REGENERATION AND INNERVATION OF NORMAL AND DYSTROPHIC MUSCLE CULTURED WITH NORMAL AND DYSTROPHIC SPINAL CORD

Abstract

Teased strips of normal or dystrophic adult mouse muscle were cultured with embryonic normal or ‘dystrophic’ mouse spinal cord explants, in order to determine whether muscular dystrophy is of primary myopathic or neuropathic origin. When cultured with normal spinal cord, both normal and dystrophic muscle regenerated to form new cross‐striated muscle fibres with peripherally located nuclei and showing spontaneous, synchronized contractions. Silver impregnation and acetyl‐cholinesterase activity showed that neuromuscular junctions were formed. In marked contrast, both normal and dystrophic muscle cultured with spinal cord from dystrophic animals failed to show such functional regeneration, and neuromuscular junctions could not be identified.

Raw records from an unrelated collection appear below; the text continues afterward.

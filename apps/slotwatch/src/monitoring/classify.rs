//! Diagnostic classification of failed probes.
//!
//! Every category is transient: the poller logs it and tries again on its
//! normal schedule. The category only picks the log line.

use std::fmt;
use tracing::warn;

use super::checker::ProbeError;

#[derive(Debug, Clone, PartialEq, Eq)]
pub enum ProbeFailure {
    /// No response within the probe timeout
    Timeout,
    /// The endpoint answered with a non-2xx status
    RemoteError(u16),
    /// No response at all (DNS, refused connection, reset)
    NetworkError,
    /// A response arrived but could not be decoded
    MalformedResponse(String),
    Unknown(String),
}

impl fmt::Display for ProbeFailure {
    fn fmt(&self, f: &mut fmt::Formatter<'_>) -> fmt::Result {
        match self {
            ProbeFailure::Timeout => write!(f, "timeout"),
            ProbeFailure::RemoteError(status) => write!(f, "server error ({status})"),
            ProbeFailure::NetworkError => write!(f, "network error"),
            ProbeFailure::MalformedResponse(detail) => write!(f, "malformed response: {detail}"),
            ProbeFailure::Unknown(detail) => write!(f, "unknown error: {detail}"),
        }
    }
}

pub fn classify(error: &ProbeError) -> ProbeFailure {
    match error {
        ProbeError::Status(status) => ProbeFailure::RemoteError(status.as_u16()),
        ProbeError::Decode(err) => ProbeFailure::MalformedResponse(err.to_string()),
        ProbeError::Transport(err) => {
            if err.is_timeout() {
                ProbeFailure::Timeout
            } else if let Some(status) = err.status() {
                ProbeFailure::RemoteError(status.as_u16())
            } else if err.is_decode() || err.is_body() {
                ProbeFailure::MalformedResponse(err.to_string())
            } else if err.is_connect() || err.is_request() {
                ProbeFailure::NetworkError
            } else {
                ProbeFailure::Unknown(err.to_string())
            }
        }
    }
}

/// Log a classified failure. Never changes what the caller does next.
pub fn log_failure(target: &str, failure: &ProbeFailure) {
    match failure {
        ProbeFailure::Timeout => {
            warn!(slot = %target, "Request timed out, continuing to poll")
        }
        ProbeFailure::RemoteError(status) => {
            warn!(slot = %target, status, "Server error, continuing to poll")
        }
        ProbeFailure::NetworkError => {
            warn!(slot = %target, "Network error, continuing to poll")
        }
        ProbeFailure::MalformedResponse(detail) => {
            warn!(slot = %target, %detail, "Malformed response, continuing to poll")
        }
        ProbeFailure::Unknown(detail) => {
            warn!(slot = %target, %detail, "Unexpected error, continuing to poll")
        }
    }
}
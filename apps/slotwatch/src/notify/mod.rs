/// Notification fan-out
///
/// Delivery is best-effort: every recipient is tried once, concurrently, and
/// a failure for one recipient never affects the others or the caller.
pub mod telegram;

pub use telegram::TelegramSender;

use chrono::{DateTime, Local};
use futures::future::join_all;
use std::sync::Arc;
use thiserror::Error;
use tracing::{debug, info, warn};

use crate::store::RecipientId;

#[derive(Debug, Error)]
pub enum SendError {
    #[error("message transport failed: {0}")]
    Transport(#[from] reqwest::Error),
    #[error("message rejected ({status}): {description}")]
    Rejected { status: u16, description: String },
}

/// Delivers a single text message to one recipient
#[async_trait::async_trait]
pub trait MessageSender: Send + Sync {
    async fn send_message(&self, recipient: &RecipientId, text: &str) -> Result<(), SendError>;
}

/// Writes messages to the log instead of delivering them
#[derive(Debug, Default)]
pub struct LogSender;

#[async_trait::async_trait]
impl MessageSender for LogSender {
    async fn send_message(&self, recipient: &RecipientId, text: &str) -> Result<(), SendError> {
        info!(%recipient, "{text}");
        Ok(())
    }
}

/// A target was booked
#[derive(Debug, Clone)]
pub struct SuccessEvent {
    pub target_name: String,
    pub timestamp: DateTime<Local>,
}

impl SuccessEvent {
    pub fn now(target_name: impl Into<String>) -> Self {
        Self { target_name: target_name.into(), timestamp: Local::now() }
    }

    /// HTML message body
    pub fn render(&self) -> String {
        format!(
            "SUCCESS!\n\nTime: {}\nResult: <b><i>{}</i></b> was booked successfully!",
            self.timestamp.format("%Y-%m-%d %H:%M:%S"),
            escape_html(&self.target_name),
        )
    }
}

/// Outcome of one fan-out
#[derive(Debug, Default, Clone, PartialEq, Eq)]
pub struct DeliveryReport {
    pub delivered: usize,
    pub failed: Vec<(RecipientId, String)>,
}

impl DeliveryReport {
    pub fn attempted(&self) -> usize {
        self.delivered + self.failed.len()
    }
}

pub struct Notifier {
    sender: Arc<dyn MessageSender>,
}

impl Notifier {
    pub fn new(sender: Arc<dyn MessageSender>) -> Self {
        Self { sender }
    }

    /// Tell every recipient that a target succeeded
    pub async fn notify(&self, recipients: &[RecipientId], event: &SuccessEvent) -> DeliveryReport {
        info!(
            slot = %event.target_name,
            recipients = recipients.len(),
            "Sending success notification"
        );
        self.broadcast(recipients, &event.render()).await
    }

    /// Send `text` to each recipient independently.
    ///
    /// All outcomes are gathered; failures are logged and reported, never
    /// propagated or retried.
    pub async fn broadcast(&self, recipients: &[RecipientId], text: &str) -> DeliveryReport {
        let deliveries = recipients.iter().map(|recipient| async move {
            let outcome = self.sender.send_message(recipient, text).await;
            (recipient, outcome)
        });

        let mut report = DeliveryReport::default();
        for (recipient, outcome) in join_all(deliveries).await {
            match outcome {
                Ok(()) => {
                    debug!(%recipient, "Message delivered");
                    report.delivered += 1;
                }
                Err(error) => {
                    warn!(%recipient, %error, "Failed to deliver message");
                    report.failed.push((recipient.clone(), error.to_string()));
                }
            }
        }
        report
    }
}

fn escape_html(text: &str) -> String {
    let mut escaped = String::with_capacity(text.len());
    for ch in text.chars() {
        match ch {
            '&' => escaped.push_str("&amp;"),
            '<' => escaped.push_str("&lt;"),
            '>' => escaped.push_str("&gt;"),
            _ => escaped.push(ch),
        }
    }
    escaped
}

Only a few myotubes were formed, and these were rarely cross‐striated, had internal nuclei, and only some showed asynchronous fibrillatory contractions. These results strongly suggest that murine muscular dystrophy has a neural pathogenesis. Histochemical reactions were carried out on serial frozen sections of the regenerated muscle fibres, and also of embryonic mouse muscle cultured in cord‐myotome explants, to determine whether ‘fibre types’ were formed. All the fibres gave uniformly strong or medium reactions to phosphorylase, NADH‐TR, myofibrillar ATPase, ATPase after acid preincubation, and the PAS reaction for glycogen, except a few fibres in an embryonic muscle which gave weak reactions for all enzymes. Histochemical fibre types were not formed. Two studies of explants of human muscle in association with normal embryonic mouse spinal cord resulted in the establishment of functional neuromuscular contact and the production of well striated myotubes, with peripherally placed nuclei and spontaneous regular contractions.